The movie is a joint project between a Vietnamese film studio, Le Bien Pictures, and a foreign partner. In March, Vi surpassed 11 other rivals to win the “Special Jury Award in Encounters” category, a competitive section created to support new voices in cinema at the 71st Berlin International Film Festival. Earlier in 2020, the film won the “Most Potential Project” award at the Singapore International Film Festival. In April, Le Bien Pictures was fined for bringing the film to international film festivals without a film dissemination license from state management agencies. Under current laws, films must be certified by the Ministry of Culture, Sports and Tourism’s Cinema Department or approved for broadcast before being sent to festivals. Later in July, the Cinema Department decided to ban the film from being screened in Vietnam.
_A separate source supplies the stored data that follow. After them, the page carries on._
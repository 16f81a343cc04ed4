use chrono::{DateTime, NaiveDate, Utc};
use serde::{Deserialize, Serialize};

/// Placeholder stored in detected fields when no segment matched.
pub const NOT_DETECTED: &str = "—";

/// Identifier wrapper for imported ads.
#[derive(Debug, Clone, PartialEq, Eq, Hash, PartialOrd, Ord, Serialize, Deserialize)]
#[serde(transparent)]
pub struct AdId(pub String);

impl AdId {
    pub fn generate() -> Self {
        Self(uuid::Uuid::new_v4().to_string())
    }

    pub fn as_str(&self) -> &str {
        &self.0
    }
}

impl std::fmt::Display for AdId {
    fn fmt(&self, f: &mut std::fmt::Formatter<'_>) -> std::fmt::Result {
        f.write_str(&self.0)
    }
}

impl From<&str> for AdId {
    fn from(value: &str) -> Self {
        Self(value.to_string())
    }
}

/// Delivery state reported by the ad library the record was observed in.
#[derive(Debug, Clone, Copy, PartialEq, Eq, Default, Serialize, Deserialize)]
#[serde(rename_all = "lowercase")]
pub enum AdStatus {
    #[default]
    Active,
    Inactive,
}

impl AdStatus {
    pub fn label(&self) -> &'static str {
        match self {
            AdStatus::Active => "active",
            AdStatus::Inactive => "inactive",
        }
    }

    /// Lenient parse used by CSV ingest; anything other than an inactive marker is active.
    pub fn parse_lenient(value: &str) -> Self {
        match value.trim().to_lowercase().as_str() {
            "inactive" | "inativo" | "inativa" | "paused" | "stopped" | "ended" => {
                AdStatus::Inactive
            }
            _ => AdStatus::Active,
        }
    }
}

/// Output of the field detector. Every field is either extracted text or [`NOT_DETECTED`].
#[derive(Debug, Clone, PartialEq, Eq, Serialize, Deserialize)]
#[serde(rename_all = "camelCase", default)]
pub struct DetectedFields {
    pub detected_promise: String,
    pub detected_mechanism: String,
    pub detected_proof: String,
    #[serde(rename = "detectedCTA")]
    pub detected_cta: String,
}

impl DetectedFields {
    pub fn empty() -> Self {
        Self {
            detected_promise: NOT_DETECTED.to_string(),
            detected_mechanism: NOT_DETECTED.to_string(),
            detected_proof: NOT_DETECTED.to_string(),
            detected_cta: NOT_DETECTED.to_string(),
        }
    }

    /// Number of roles that resolved to real text.
    pub fn detected_count(&self) -> usize {
        [
            &self.detected_promise,
            &self.detected_mechanism,
            &self.detected_proof,
            &self.detected_cta,
        ]
        .iter()
        .filter(|value| is_detected(value))
        .count()
    }
}

impl Default for DetectedFields {
    fn default() -> Self {
        Self::empty()
    }
}

pub fn is_detected(value: &str) -> bool {
    !value.trim().is_empty() && value != NOT_DETECTED
}

/// Scores produced together by the scoring engine for one ad snapshot.
#[derive(Debug, Clone, PartialEq, Eq, Serialize, Deserialize)]
#[serde(rename_all = "camelCase")]
pub struct ScoreCard {
    pub overall_score: u8,
    pub offer_score: u8,
    pub risk_score: u8,
    pub compliance_alerts: Vec<String>,
}

/// One observed advertisement together with its computed analysis.
#[derive(Debug, Clone, PartialEq, Serialize, Deserialize)]
#[serde(rename_all = "camelCase")]
pub struct ImportedAd {
    pub id: AdId,
    #[serde(default)]
    pub page_or_advertiser: String,
    #[serde(default)]
    pub main_text: String,
    #[serde(default)]
    pub headline: String,
    #[serde(default)]
    pub link: String,
    #[serde(default)]
    pub platform: String,
    #[serde(default)]
    pub status: AdStatus,
    #[serde(default)]
    pub country: String,
    #[serde(default)]
    pub start_date: Option<NaiveDate>,
    pub imported_at: DateTime<Utc>,

    #[serde(flatten)]
    pub detected: DetectedFields,

    #[serde(default)]
    pub promise_summary: String,
    #[serde(default)]
    pub mechanism: String,
    #[serde(default)]
    pub proof: String,
    #[serde(default)]
    pub offer: String,
    #[serde(default)]
    pub inferred_audience: String,

    #[serde(default)]
    pub overall_score: u8,
    #[serde(default)]
    pub offer_score: u8,
    #[serde(default)]
    pub risk_score: u8,
    #[serde(default)]
    pub compliance_alerts: Vec<String>,

    #[serde(default)]
    pub saved_as_reference: bool,
    #[serde(default, skip_serializing_if = "Option::is_none")]
    pub ai_scale_score: Option<u8>,
    #[serde(default, skip_serializing_if = "Option::is_none")]
    pub niche_id: Option<String>,
}

impl ImportedAd {
    /// Materialize a draft into a record. Detected fields and scores start empty; callers
    /// run the scoring engine before persisting.
    pub fn from_draft(id: AdId, draft: AdDraft, imported_at: DateTime<Utc>) -> Self {
        Self {
            id,
            page_or_advertiser: draft.page_or_advertiser.unwrap_or_default(),
            main_text: draft.main_text.unwrap_or_default(),
            headline: draft.headline.unwrap_or_default(),
            link: draft.link.unwrap_or_default(),
            platform: draft.platform.unwrap_or_default(),
            status: draft.status.unwrap_or_default(),
            country: draft.country.unwrap_or_default(),
            start_date: draft.start_date,
            imported_at: draft.imported_at.unwrap_or(imported_at),
            detected: DetectedFields::empty(),
            promise_summary: draft.promise_summary.unwrap_or_default(),
            mechanism: draft.mechanism.unwrap_or_default(),
            proof: draft.proof.unwrap_or_default(),
            offer: draft.offer.unwrap_or_default(),
            inferred_audience: draft.inferred_audience.unwrap_or_default(),
            overall_score: 0,
            offer_score: 0,
            risk_score: 0,
            compliance_alerts: Vec::new(),
            saved_as_reference: draft.saved_as_reference.unwrap_or(false),
            ai_scale_score: draft.ai_scale_score.map(|score| score.min(100)),
            niche_id: draft.niche_id,
        }
    }

    /// Write the whole score card at once so the three scores never drift apart.
    pub fn apply_scores(&mut self, scores: ScoreCard) {
        self.overall_score = scores.overall_score;
        self.offer_score = scores.offer_score;
        self.risk_score = scores.risk_score;
        self.compliance_alerts = scores.compliance_alerts;
    }

    pub fn score_card(&self) -> ScoreCard {
        ScoreCard {
            overall_score: self.overall_score,
            offer_score: self.offer_score,
            risk_score: self.risk_score,
            compliance_alerts: self.compliance_alerts.clone(),
        }
    }

    /// Score shown to users: the AI scale score when supplied, otherwise the heuristic one.
    pub fn display_score(&self) -> u8 {
        self.ai_scale_score.unwrap_or(self.overall_score)
    }

    /// Body and headline joined the way the detector and checker read them.
    pub fn combined_text(&self) -> String {
        combine_text(&self.headline, &self.main_text)
    }

    /// Days between the first delivery date and the import timestamp.
    pub fn days_running(&self) -> Option<i64> {
        self.start_date
            .map(|start| (self.imported_at.date_naive() - start).num_days().max(0))
    }

    /// Merge a remote re-analysis. Blank values never overwrite existing analysis.
    pub fn merge_ai_analysis(&mut self, analysis: &AiReanalysis) {
        let card = &analysis.offer_card;
        merge_field(&mut self.promise_summary, &card.promise);
        merge_field(&mut self.mechanism, &card.mechanism);
        merge_field(&mut self.proof, &join_non_blank(&card.proof, "; "));
        merge_field(&mut self.offer, &card.format);
        merge_field(&mut self.inferred_audience, &join_non_blank(&card.angle, ", "));
        self.ai_scale_score = Some(clamp_external_score(analysis.scale_score.score_0_100));
    }
}

fn merge_field(target: &mut String, incoming: &str) {
    let trimmed = incoming.trim();
    if !trimmed.is_empty() {
        *target = trimmed.to_string();
    }
}

fn join_non_blank(values: &[String], separator: &str) -> String {
    values
        .iter()
        .map(|value| value.trim())
        .filter(|value| !value.is_empty())
        .collect::<Vec<_>>()
        .join(separator)
}

fn clamp_external_score(score: f64) -> u8 {
    if score.is_finite() {
        score.round().clamp(0.0, 100.0) as u8
    } else {
        0
    }
}

pub(crate) fn combine_text(headline: &str, main_text: &str) -> String {
    let headline = headline.trim();
    let main_text = main_text.trim();
    match (headline.is_empty(), main_text.is_empty()) {
        (true, true) => String::new(),
        (true, false) => main_text.to_string(),
        (false, true) => headline.to_string(),
        (false, false) => format!("{headline}\n{main_text}"),
    }
}

/// Partial ad accepted by import paths and the scoring engine.
#[derive(Debug, Clone, Default, PartialEq, Serialize, Deserialize)]
#[serde(rename_all = "camelCase", default)]
pub struct AdDraft {
    pub id: Option<AdId>,
    pub page_or_advertiser: Option<String>,
    pub main_text: Option<String>,
    pub headline: Option<String>,
    pub link: Option<String>,
    pub platform: Option<String>,
    pub status: Option<AdStatus>,
    pub country: Option<String>,
    pub start_date: Option<NaiveDate>,
    pub imported_at: Option<DateTime<Utc>>,
    pub promise_summary: Option<String>,
    pub mechanism: Option<String>,
    pub proof: Option<String>,
    pub offer: Option<String>,
    pub inferred_audience: Option<String>,
    pub saved_as_reference: Option<bool>,
    pub ai_scale_score: Option<u8>,
    pub niche_id: Option<String>,
}

impl AdDraft {
    pub fn with_text(main_text: impl Into<String>) -> Self {
        Self {
            main_text: Some(main_text.into()),
            ..Self::default()
        }
    }

    pub fn combined_text(&self) -> String {
        combine_text(
            self.headline.as_deref().unwrap_or_default(),
            self.main_text.as_deref().unwrap_or_default(),
        )
    }

    pub fn has_text(&self) -> bool {
        !self.combined_text().is_empty()
    }
}

impl From<&ImportedAd> for AdDraft {
    fn from(ad: &ImportedAd) -> Self {
        Self {
            id: Some(ad.id.clone()),
            page_or_advertiser: Some(ad.page_or_advertiser.clone()),
            main_text: Some(ad.main_text.clone()),
            headline: Some(ad.headline.clone()),
            link: Some(ad.link.clone()),
            platform: Some(ad.platform.clone()),
            status: Some(ad.status),
            country: Some(ad.country.clone()),
            start_date: ad.start_date,
            imported_at: Some(ad.imported_at),
            promise_summary: Some(ad.promise_summary.clone()),
            mechanism: Some(ad.mechanism.clone()),
            proof: Some(ad.proof.clone()),
            offer: Some(ad.offer.clone()),
            inferred_audience: Some(ad.inferred_audience.clone()),
            saved_as_reference: Some(ad.saved_as_reference),
            ai_scale_score: ad.ai_scale_score,
            niche_id: ad.niche_id.clone(),
        }
    }
}

/// User edits applied to an existing record. Absent fields stay untouched.
#[derive(Debug, Clone, Default, PartialEq, Serialize, Deserialize)]
#[serde(rename_all = "camelCase", default)]
pub struct AdEdit {
    pub page_or_advertiser: Option<String>,
    pub main_text: Option<String>,
    pub headline: Option<String>,
    pub link: Option<String>,
    pub platform: Option<String>,
    pub status: Option<AdStatus>,
    pub country: Option<String>,
    pub start_date: Option<NaiveDate>,
    pub promise_summary: Option<String>,
    pub mechanism: Option<String>,
    pub proof: Option<String>,
    pub offer: Option<String>,
    pub inferred_audience: Option<String>,
    pub niche_id: Option<String>,
}

impl AdEdit {
    /// Apply the edit, returning whether the scored text changed.
    pub fn apply_to(self, ad: &mut ImportedAd) -> bool {
        let before = ad.combined_text();

        let assign = |target: &mut String, value: Option<String>| {
            if let Some(value) = value {
                *target = value;
            }
        };

        assign(&mut ad.page_or_advertiser, self.page_or_advertiser);
        assign(&mut ad.main_text, self.main_text);
        assign(&mut ad.headline, self.headline);
        assign(&mut ad.link, self.link);
        assign(&mut ad.platform, self.platform);
        assign(&mut ad.country, self.country);
        assign(&mut ad.promise_summary, self.promise_summary);
        assign(&mut ad.mechanism, self.mechanism);
        assign(&mut ad.proof, self.proof);
        assign(&mut ad.offer, self.offer);
        assign(&mut ad.inferred_audience, self.inferred_audience);
        if let Some(status) = self.status {
            ad.status = status;
        }
        if self.start_date.is_some() {
            ad.start_date = self.start_date;
        }
        if self.niche_id.is_some() {
            ad.niche_id = self.niche_id;
        }

        ad.combined_text() != before
    }
}

/// Structured offer summary returned by the remote re-analysis collaborator.
#[derive(Debug, Clone, Default, PartialEq, Serialize, Deserialize)]
#[serde(default)]
pub struct OfferCard {
    pub promise: String,
    pub mechanism: String,
    pub proof: Vec<String>,
    pub angle: Vec<String>,
    pub format: String,
}

#[derive(Debug, Clone, Default, PartialEq, Serialize, Deserialize)]
#[serde(default)]
pub struct ScaleScore {
    pub score_0_100: f64,
}

/// Payload merged into an ad after a remote re-analysis.
#[derive(Debug, Clone, Default, PartialEq, Serialize, Deserialize)]
#[serde(default)]
pub struct AiReanalysis {
    pub offer_card: OfferCard,
    pub scale_score: ScaleScore,
}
Director of the Cinema Department Vi Kien Thanh told VietNamNet e-newspaper that the main reason behind the ban is the 30-minute long scene in which four female characters and one male character appeared naked.
Interestingly, the controversies did not spark at the time the ban was issued but erupted after Dong Thi Phuong Thao, the producer of the movie, revealed that Vi had “renounced its Vietnamese nationality” and its copyright ownership had been transferred to a Singaporean business. In other words, Vi is no longer a Vietnamese film.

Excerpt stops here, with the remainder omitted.